Adil Somani

Personal information
- Born: 22 October 1967 (age 57) Kampala Uganda
- Batting: Right-handed
- Bowling: Right-arm leg break

Domestic team information
- 1987: Nottinghamshire
- 1988/89–1993/94: Northern Districts

Career statistics
| Competition | First-class | List A |
| Matches | 8 | 5 |
| Runs scored | 177 | 44 |
| Batting average | 17.70 | 11.00 |
| 100s/50s | 0/0 | 0/0 |
| Top score | 40 | 15 |
| Balls bowled | 583 | 66 |
| Wickets | 9 | 3 |
| Bowling average | 37.55 | 16.00 |
| 5 wickets in innings | 0 | 0 |
| 10 wickets in match | 0 | 0 |
| Best bowling | 2/7 | 2/16 |
| Catches/stumpings | 0/– | 2/– |
- Source: Cricinfo, 30 September 2010

= Addil Somani =

New Zealand cricketer

Addil Somani (born 22 October 1967) is a Ugandan-born former cricketer. Somani was a right-handed batsman who bowled leg breaks and played top-level cricket in both England and New Zealand. He was born at Kampala.

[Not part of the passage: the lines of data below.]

//! Known-list refresh scheduler.
//!
//! A single periodic job walks every active region and reconciles the known
//! list of each resident object. Two signals alternate across cycles:
//!
//! - **Pass kind** flips every cycle. A *forget* pass drops entries that
//!   left range; an *add* pass discovers new objects in the surrounding
//!   regions. An object never runs both phases in one cycle.
//! - **Full-update countdown** runs from the configured period down to
//!   zero. The cycle on which it reads zero is a *full update*: every
//!   object scans every neighbor exhaustively (add pass) or re-checks every
//!   entry (forget pass).
//!
//! Visibility on add passes is asymmetric by kind. Playable objects scan
//! the whole membership of every neighbor region. Dangerous NPCs scan the
//! whole membership of active neighbors only. Every other character only
//! looks for playable objects in active neighbors, so harmless NPCs never
//! pay for discovering each other.
//!
//! A region whose processing fails is logged, recorded in the
//! [`FailedRegionSet`], and the cycle moves on. On the next cycle that
//! region is processed as a full update; once that pass succeeds it leaves
//! the set. Staleness is therefore bounded by the full-update period, and
//! by one cycle after a failure.

use std::collections::HashSet;
use std::sync::{Arc, Mutex, PoisonError};

use sightline_types::{ObjectKind, RegionId};
use sightline_world::{PartitionService, Region, WorldError, WorldObject};
use tracing::{debug, info, warn};

use crate::config::{PolicyConfig, RefreshConfig};
use crate::service::{self, ServiceHandle};

/// Errors raised while refreshing one region.
#[derive(Debug, thiserror::Error)]
pub enum RefreshError {
    /// The region's neighborhood could not be resolved.
    #[error("cannot resolve neighbors of region {region}: {source}")]
    Neighbors {
        /// The region being processed.
        region: RegionId,
        /// The underlying world error.
        source: WorldError,
    },
}

/// Regions whose most recent refresh failed.
///
/// Owned by whoever builds the scheduler and handed in at construction, so
/// it can be inspected (or pre-seeded) from outside.
#[derive(Debug, Default)]
pub struct FailedRegionSet {
    /// Failed region ids.
    regions: Mutex<HashSet<RegionId>>,
}

impl FailedRegionSet {
    /// Create an empty set.
    pub fn new() -> Self {
        Self::default()
    }

    /// Record a failure. Returns `true` if the region was not yet recorded.
    pub fn insert(&self, region: RegionId) -> bool {
        self.lock().insert(region)
    }

    /// Clear a failure. Returns `true` if the region was recorded.
    pub fn remove(&self, region: RegionId) -> bool {
        self.lock().remove(&region)
    }

    /// Whether the region's last refresh failed.
    pub fn contains(&self, region: RegionId) -> bool {
        self.lock().contains(&region)
    }

    /// Number of failed regions.
    pub fn len(&self) -> usize {
        self.lock().len()
    }

    /// Whether no region is marked failed.
    pub fn is_empty(&self) -> bool {
        self.lock().is_empty()
    }

    /// Snapshot of the failed region ids.
    pub fn region_ids(&self) -> Vec<RegionId> {
        self.lock().iter().copied().collect()
    }

    fn lock(&self) -> std::sync::MutexGuard<'_, HashSet<RegionId>> {
        self.regions.lock().unwrap_or_else(PoisonError::into_inner)
    }
}

/// Which phase a cycle ran.
#[derive(Debug, Clone, Copy, PartialEq, Eq)]
pub enum PassKind {
    /// Objects forgot what left range.
    Forget,
    /// Objects discovered what entered range.
    Add,
}

/// Outcome of one refresh cycle.
#[derive(Debug, Clone, PartialEq, Eq)]
pub struct CycleReport {
    /// Phase the cycle ran.
    pub pass: PassKind,
    /// Whether the cycle was a scheduled full update.
    pub full_update: bool,
    /// Active regions processed without error.
    pub regions_processed: usize,
    /// Inactive regions skipped.
    pub regions_skipped: usize,
    /// Regions whose processing failed this cycle.
    pub regions_failed: Vec<RegionId>,
    /// Regions processed as a full update because they failed last cycle.
    pub regions_forced_full: Vec<RegionId>,
    /// Previously failed regions that succeeded this cycle.
    pub regions_recovered: Vec<RegionId>,
    /// Known-list entries added.
    pub added: usize,
    /// Known-list entries removed.
    pub removed: usize,
}

impl CycleReport {
    const fn new(pass: PassKind, full_update: bool) -> Self {
        Self {
            pass,
            full_update,
            regions_processed: 0,
            regions_skipped: 0,
            regions_failed: Vec::new(),
            regions_forced_full: Vec::new(),
            regions_recovered: Vec::new(),
            added: 0,
            removed: 0,
        }
    }
}

/// Edge changes produced while processing one region.
#[derive(Debug, Default, Clone, Copy)]
struct RegionDelta {
    added: usize,
    removed: usize,
}

/// The alternating cycle signals.
#[derive(Debug)]
struct CycleState {
    /// `true` when the next cycle is a forget pass.
    forget_pass: bool,
    /// Cycles left until the next full update; zero means "this one".
    full_update_countdown: u32,
}

/// The known-list refresh scheduler.
pub struct KnownListRefresher {
    /// Source of regions and neighborhoods.
    partition: Arc<dyn PartitionService>,
    /// Regions that need a forced full resync.
    failed: Arc<FailedRegionSet>,
    /// Global policy switches.
    policy: PolicyConfig,
    /// Countdown reset value.
    full_update_period: u32,
    /// Alternating signals, advanced once per cycle.
    state: Mutex<CycleState>,
}

impl std::fmt::Debug for KnownListRefresher {
    fn fmt(&self, f: &mut std::fmt::Formatter<'_>) -> std::fmt::Result {
        f.debug_struct("KnownListRefresher")
            .field("regions", &self.partition.regions().len())
            .field("failed", &self.failed)
            .field("policy", &self.policy)
            .field("full_update_period", &self.full_update_period)
            .finish_non_exhaustive()
    }
}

Somani's first-class debut came for English county side Nottinghamshire in 1987, against Oxford University, which was his only first-class match for the county side.

In 1989, he made his debut in New Zealand for Northern Districts against Canterbury. Between the 1988/89 and 1993/94 seasons, he represented Northern Districts in 7 first-class matches, the last of which came against Wellington. In his 8 career first-class matches, he scored 177 runs at a batting average of 17.70, with a high score of 40. With the ball he took 9 wickets at a bowling average of 37.55, with best figures of 2/7.

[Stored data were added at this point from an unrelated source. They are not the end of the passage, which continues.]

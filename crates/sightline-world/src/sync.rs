//! Lock helpers that recover from poisoning.
//!
//! A panic while a lock is held must not wedge the whole world: the data
//! behind these locks stays structurally valid, so the guard is recovered.

use std::sync::{Mutex, MutexGuard, PoisonError, RwLock, RwLockReadGuard, RwLockWriteGuard};

pub(crate) fn read<T>(lock: &RwLock<T>) -> RwLockReadGuard<'_, T> {
    lock.read().unwrap_or_else(PoisonError::into_inner)
}

pub(crate) fn write<T>(lock: &RwLock<T>) -> RwLockWriteGuard<'_, T> {
    lock.write().unwrap_or_else(PoisonError::into_inner)
}

pub(crate) fn lock<T>(mutex: &Mutex<T>) -> MutexGuard<'_, T> {
    mutex.lock().unwrap_or_else(PoisonError::into_inner)
}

He made his List A debut for Northern Districts in the 1993/94 season against Otago. During that season he represented the team in 5 List-A matches, the last of which came against Wellington. In his 5 List-A matches, he scored 44 runs at an average of 11.00, with a high score of 15. With the ball he took 3 wickets at an average of 16.00, with best figures of 2/16.